Transgenerational trauma from Wikipedia, the free encyclopedia:
Kurz nachdem Beschreibungen des Konzentrationslagersyndroms auftauchten, beobachteten Kliniker 1966, dass eine große Anzahl von Kindern von Holocaust-Überlebenden in kanadischen Kliniken in Behandlung war. Die Enkelkinder von Holocaust-Überlebenden waren im Vergleich zu ihrer Vertretung in der Allgemeinbevölkerung um 300% unter den Überweisungen in eine Kinderpsychiatrieklinik überrepräsentiert.
Das Phänomen, dass Kinder traumatisierter Eltern direkt oder indirekt von den posttraumatischen Symptomen ihrer Eltern betroffen sind, wurde von einigen Autoren als sekundäre Traumatisierung beschrieben (in Bezug auf die zweite Generation). Um auch die dritte Generation einzubeziehen, wurde der Begriff der intergenerationellen Übertragung von Traumata eingeführt.
Das Trauma
Ein Trauma entsteht, wenn ein Mensch einer starken Bedrohung ausgesetzt wird, wenn das eigene Leben, das einer nahe stehenden Person oder der eigene physische Körper so sehr verstört, verletzt oder gepeinigt werden, dass der normale psychologische Schutz nicht mehr ausreicht, um das Erlebte gut abzuwehren und verarbeiten zu können. Der natürliche Schutz, der uns hilft, Ereignisse zu verarbeiten, wird im Gehirn durch den erhöhten Stress verhindert.
Als Folge dessen werden Schmerz, Schrecken und Erschütterung abgespalten, bewacht und kontrolliert, wobei unser Stresssystem in eine chronische Überforderung gerät und sich auf einem erhöhten Niveau einpegelt. Daher ist ein Trauma nicht nur eine seelische (Schmerz, Verletzung), sondern auch eine geistige (Kontrolle) und eine körperliche (Stress) Belastung.

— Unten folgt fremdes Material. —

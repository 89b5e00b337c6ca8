use std::fs;
use std::io::{stdin, IsTerminal, Write as _};
use std::path::{Path, PathBuf};
use std::thread::sleep;
use std::time::Duration;

use clap::{Parser, Subcommand};
use colored::Colorize;
use console::{Key, Term};
use glob::glob;
use hotwatch::notify::Event;
use hotwatch::{
    blocking::{Flow, Hotwatch},
    EventKind,
};
use miette::{bail, miette, IntoDiagnostic, Result};

use maris::{assemble, Assembly, DisplayMode, Program, RunEnvironment, RunState};

/// Maris is a complete & convenient assembler toolchain for the MARIE assembly language.
#[derive(Parser)]
#[command(version)]
struct Args {
    #[command(subcommand)]
    command: Option<Command>,

    /// Quickly provide a `.mas` file to run
    path: Option<PathBuf>,
}

#[derive(Subcommand)]
enum Command {
    /// Run text `.mas` or binary `.mex` file directly and output to terminal
    Run {
        /// `.mas` or `.mex` file to run
        name: PathBuf,
        /// Produce minimal output, suited for blackbox tests
        #[arg(short, long)]
        minimal: bool,
        /// Pause after every instruction and wait for a key (q stops the run)
        #[arg(short, long)]
        step: bool,
        /// How INPUT values typed at the terminal are read
        #[arg(long, default_value = "hex")]
        input: DisplayMode,
        /// How OUTPUT values are rendered
        #[arg(long, default_value = "hex")]
        output: DisplayMode,
        /// Do not append a linefeed after each OUTPUT value
        #[arg(long)]
        no_linefeed: bool,
    },
    /// Assemble a `.mas` file into `.mex`, `.lst` and `.map` artifacts
    Asm {
        /// `.mas` file to assemble
        name: PathBuf,
        /// Base path for the emitted artifacts
        dest: Option<PathBuf>,
    },
    /// Check a `.mas` file without running or outputting binary
    Check {
        /// File to check
        name: PathBuf,
    },
    /// Remove assembler artifacts for a source file or directory
    Clean {
        /// `.mas` file or directory to clean up after
        path: Option<PathBuf>,
    },
    /// Place a watch on a `.mas` file to receive constant assembler updates
    Watch {
        /// `.mas` file to watch
        name: PathBuf,
    },
}

#[derive(Clone, Copy)]
struct RunOptions {
    minimal: bool,
    step: bool,
    input: DisplayMode,
    output: DisplayMode,
    no_linefeed: bool,
}

impl Default for RunOptions {
    fn default() -> Self {
        RunOptions {
            minimal: false,
            step: false,
            input: DisplayMode::Hex,
            output: DisplayMode::Hex,
            no_linefeed: false,
        }
    }
}

fn main() -> miette::Result<()> {
    use MsgColor::*;
    let args = Args::parse();

    miette::set_hook(Box::new(|_| {
        Box::new(
            miette::MietteHandlerOpts::new() //
                .context_lines(maris::DIAGNOSTIC_CONTEXT_LINES)
                .build(),
        )
    }))?;

    if let Some(command) = args.command {
        match command {
            Command::Run {
                name,
                minimal,
                step,
                input,
                output,
                no_linefeed,
            } => run(
                &name,
                RunOptions {
                    minimal,
                    step,
                    input,
                    output,
                    no_linefeed,
                },
            ),
            Command::Asm { name, dest } => {
                file_message(Green, "Assembling", &name);
                let src = fs::read_to_string(&name).into_diagnostic()?;
                let assembly = assemble(&src);

                let stem = dest.unwrap_or_else(|| name.clone());
                let lst = stem.with_extension("lst");
                fs::write(&lst, maris::listing(&assembly, &display_name(&name)))
                    .into_diagnostic()?;
                file_message(Green, "Listed", &lst);

                match assembly.program() {
                    Some(program) => {
                        let mex = stem.with_extension("mex");
                        fs::write(&mex, program.encode()).into_diagnostic()?;
                        let map = stem.with_extension("map");
                        fs::write(&map, maris::symbol_map(&assembly)).into_diagnostic()?;
                        message(Green, "Finished", "emit binary");
                        file_message(Green, "Saved", &mex);
                        Ok(())
                    }
                    None => {
                        print_reports(&assembly, &src);
                        bail!(
                            "{} error(s) found, assembly unsuccessful",
                            assembly.error_count
                        )
                    }
                }
            }
            Command::Check { name } => {
                file_message(Green, "Checking", &name);
                let src = fs::read_to_string(&name).into_diagnostic()?;
                let assembly = assemble(&src);
                if assembly.is_clean() {
                    message(Green, "Success", "no errors found!");
                    Ok(())
                } else {
                    print_reports(&assembly, &src);
                    bail!(
                        "{} error(s) found, assembly unsuccessful",
                        assembly.error_count
                    )
                }
            }
            Command::Clean { path } => clean(&path.unwrap_or_else(|| PathBuf::from("."))),
            Command::Watch { name } => watch(&name),
        }
    } else if let Some(path) = args.path {
        run(&path, RunOptions::default())
    } else {
        println!("\n~ maris v{VERSION} ~");
        println!("{}", LOGO.truecolor(125, 190, 255).bold());
        println!("{SHORT_INFO}");
        Ok(())
    }
}

#[allow(unused)]
enum MsgColor {
    Green,
    Cyan,
    Red,
}

fn file_message(color: MsgColor, left: &str, right: &Path) {
    let right = format!("target {}", right.display());
    message(color, left, &right);
}

fn message<S>(color: MsgColor, left: S, right: S)
where
    S: Colorize + std::fmt::Display,
{
    let left = match color {
        MsgColor::Green => left.green(),
        MsgColor::Cyan => left.cyan(),
        MsgColor::Red => left.red(),
    };
    println!("{left:>12} {right}");
}

fn display_name(path: &Path) -> String {
    path.file_name()
        .map_or_else(|| path.display().to_string(), |n| n.to_string_lossy().into())
}

fn print_reports(assembly: &Assembly, src: &str) {
    for report in assembly.reports(src) {
        eprintln!("{report:?}");
    }
}

/// Assemble or decode the file, load it, and drive the machine to a halt.
fn run(name: &Path, opts: RunOptions) -> Result<()> {
    let Some(ext) = name.extension() else {
        bail!("File has no extension. Exiting...");
    };
    let program = match ext.to_str() {
        Some("mex") => {
            let bytes = fs::read(name).into_diagnostic()?;
            Program::decode(&bytes).into_diagnostic()?
        }
        Some("mas") => {
            if !opts.minimal {
                file_message(MsgColor::Green, "Assembling", name);
            }
            let src = fs::read_to_string(name).into_diagnostic()?;
            let assembly = assemble(&src);
            match assembly.program() {
                Some(program) => program,
                None => {
                    print_reports(&assembly, &src);
                    bail!(
                        "{} error(s) found, assembly unsuccessful",
                        assembly.error_count
                    )
                }
            }
        }
        _ => bail!("File has unknown extension. Exiting..."),
    };

    if program.is_empty() {
        bail!("program has no statements to run");
    }
    let mut env = RunEnvironment::new(&program).map_err(|e| miette!("{e}"))?;
    env.set_stepping(opts.step);
    if !opts.minimal {
        message(MsgColor::Green, "Running", "loaded program");
    }

    let mut echoed = 0;
    loop {
        let state = env.step();

        // Echo anything the program emitted since the last step
        for word in &env.output()[echoed..] {
            let rendered = opts.output.render_word(*word);
            if opts.no_linefeed {
                print!("{rendered}");
                let _ = std::io::stdout().flush();
            } else {
                println!("{rendered}");
            }
        }
        echoed = env.output().len();

        match state {
            RunState::Running => continue,
            RunState::BlockedOnInput => {
                let text = read_input_line(opts.minimal)?;
                if env.supply_input_text(&text, opts.input).is_err() {
                    let err = env.machine().fatal().map_or_else(
                        || "input rejected".to_string(),
                        |kind| kind.to_string(),
                    );
                    bail!("machine halted abnormally: {err}");
                }
            }
            RunState::Paused => {
                maris::print_registers(env.machine(), opts.minimal);
                if !next_step_key() {
                    env.request_stop();
                }
            }
            RunState::HaltedNormal => {
                if !opts.minimal {
                    message(MsgColor::Green, "Halted", "machine halted normally");
                    file_message(MsgColor::Green, "Completed", name);
                }
                return Ok(());
            }
            RunState::HaltedByUser => {
                if !opts.minimal {
                    message(MsgColor::Cyan, "Halted", "halted at user request");
                }
                return Ok(());
            }
            RunState::HaltedAbnormal => {
                if !opts.minimal {
                    maris::print_registers(env.machine(), false);
                }
                let err = env
                    .machine()
                    .fatal()
                    .map_or_else(|| "unknown error".to_string(), |kind| kind.to_string());
                bail!("machine halted abnormally: {err}");
            }
            RunState::Uninitialized | RunState::NoProgramLoaded => {
                bail!("no program loaded")
            }
        }
    }
}

/// One line of text for the INPUT register, from the terminal or piped stdin.
fn read_input_line(minimal: bool) -> Result<String> {
    if stdin().is_terminal() {
        if !minimal {
            message(MsgColor::Cyan, "Input", "waiting for value");
        }
        Term::stdout().read_line().into_diagnostic()
    } else {
        let mut buf = String::new();
        let read = stdin().read_line(&mut buf).into_diagnostic()?;
        if read == 0 {
            bail!("input stream ended while the machine was blocked on input");
        }
        Ok(buf)
    }
}

/// Wait for the next key in step mode. Returns false if the user asked to
/// stop. A non-interactive stdin just keeps stepping.
fn next_step_key() -> bool {
    if !stdin().is_terminal() {
        return true;
    }
    !matches!(
        Term::stdout().read_key(),
        Ok(Key::Char('q')) | Ok(Key::Escape)
    )
}

/// Remove generated artifacts: the three derived files next to a source, or
/// everything matching them inside a directory.
fn clean(path: &Path) -> Result<()> {
    let mut removed = 0;
    if path.is_dir() {
        for pattern in ["*.mex", "*.lst", "*.map"] {
            let pattern = path.join(pattern);
            let entries = glob(&pattern.to_string_lossy()).into_diagnostic()?;
            for entry in entries {
                let file = entry.into_diagnostic()?;
                fs::remove_file(&file).into_diagnostic()?;
                file_message(MsgColor::Green, "Removed", &file);
                removed += 1;
            }
        }
    } else {
        for ext in ["mex", "lst", "map"] {
            let artifact = path.with_extension(ext);
            if artifact.exists() {
                fs::remove_file(&artifact).into_diagnostic()?;
                file_message(MsgColor::Green, "Removed", &artifact);
                removed += 1;
            }
        }
    }
    if removed == 0 {
        message(MsgColor::Cyan, "Clean", "no artifacts to remove");
    }
    Ok(())
}

/// Re-check the watched file every time it changes on disk.
fn watch(name: &Path) -> Result<()> {
    if !name.exists() {
        bail!("File does not exist. Exiting...")
    }
    // Vim breaks if watching a single file
    let folder_path = match name.parent() {
        Some(pth) if pth.is_dir() => pth.to_path_buf(),
        _ => Path::new(".").to_path_buf(),
    };
    let name = name.to_path_buf();

    // Clear screen and move cursor to top left
    print!("\x1B[2J\x1B[2;1H");
    file_message(MsgColor::Green, "Watching", &name);
    message(MsgColor::Cyan, "Help", "press CTRL+C to exit");

    let mut watcher =
        Hotwatch::new_with_custom_delay(Duration::from_millis(500)).into_diagnostic()?;

    watcher
        .watch(folder_path, move |event: Event| match event.kind {
            // Watch remove for vim changes
            EventKind::Modify(_) | EventKind::Remove(_) => {
                print!("\x1B[2J\x1B[2;1H");
                file_message(MsgColor::Green, "Watching", &name);
                message(MsgColor::Green, "Re-checking", "file change detected");
                message(MsgColor::Cyan, "Help", "press CTRL+C to exit");

                // Editors fire several events per save; a beat makes reruns obvious
                sleep(Duration::from_millis(50));

                let src = match fs::read_to_string(&name) {
                    Ok(src) => src,
                    Err(e) => {
                        eprintln!("{e}. Exiting...");
                        std::process::exit(1)
                    }
                };
                let assembly = assemble(&src);
                if assembly.is_clean() {
                    message(MsgColor::Green, "Success", "no errors found!");
                } else {
                    print_reports(&assembly, &src);
                    message(
                        MsgColor::Red,
                        "Failure",
                        &format!("{} error(s) found", assembly.error_count),
                    );
                }
                Flow::Continue
            }
            _ => Flow::Continue,
        })
        .into_diagnostic()?;
    watcher.run();
    Ok(())
}

const LOGO: &str = r#"
  ________ _____  ______ (_)_____
 /  ' _  `/ __ `/ ___/ / / ___/
/ /  / / / /_/ / /  / / (__  )
\_/ /_/ /_/\__,_/_/  /_/____/"#;

const SHORT_INFO: &str = r"
Welcome to maris (MARIE Assembler & Runtime Interpreter System),
an all-in-one toolchain for working with MARIE assembly code.
Please use `-h` or `--help` to access the usage instructions and documentation.
";

const VERSION: &str = env!("CARGO_PKG_VERSION");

Viele Traumata sind im Krieg durch zahlreiche erschütternde Erlebnisse entstanden: Bombenangriffe, körperliche Gewalt, sexueller Missbrauch, plötzlicher Tod und Trennung wurden am häufigsten erlebt. Aber auch in Friedenszeiten werden die Menschen traumatisiert, wenn eine nahestehende Person plötzlich stirbt, ein Kind verloren wird, auch durch Gewalt, Missbrauch, Streitereien, Demütigungen, Unfälle oder permanente Überforderung.
Schlussfolgerung
Das transgenerative Trauma ist nicht nur eine übertragene Traumafolgestörung, sondern auch ein noch unerforschtes energetisches Phänomen. Wir Menschen sind nicht nur in der Lage, mitfühlend mit anderen Menschen zu sein, sondern können auch fremde Gefühle in uns aufnehmen. Die Unterscheidung zwischen den eigenen Gefühlen und denen einer anderen Person und die Ablösung der fremden Gefühle aus dem eigenen System bringt hier enorme Entlastung und schnelle Heilung.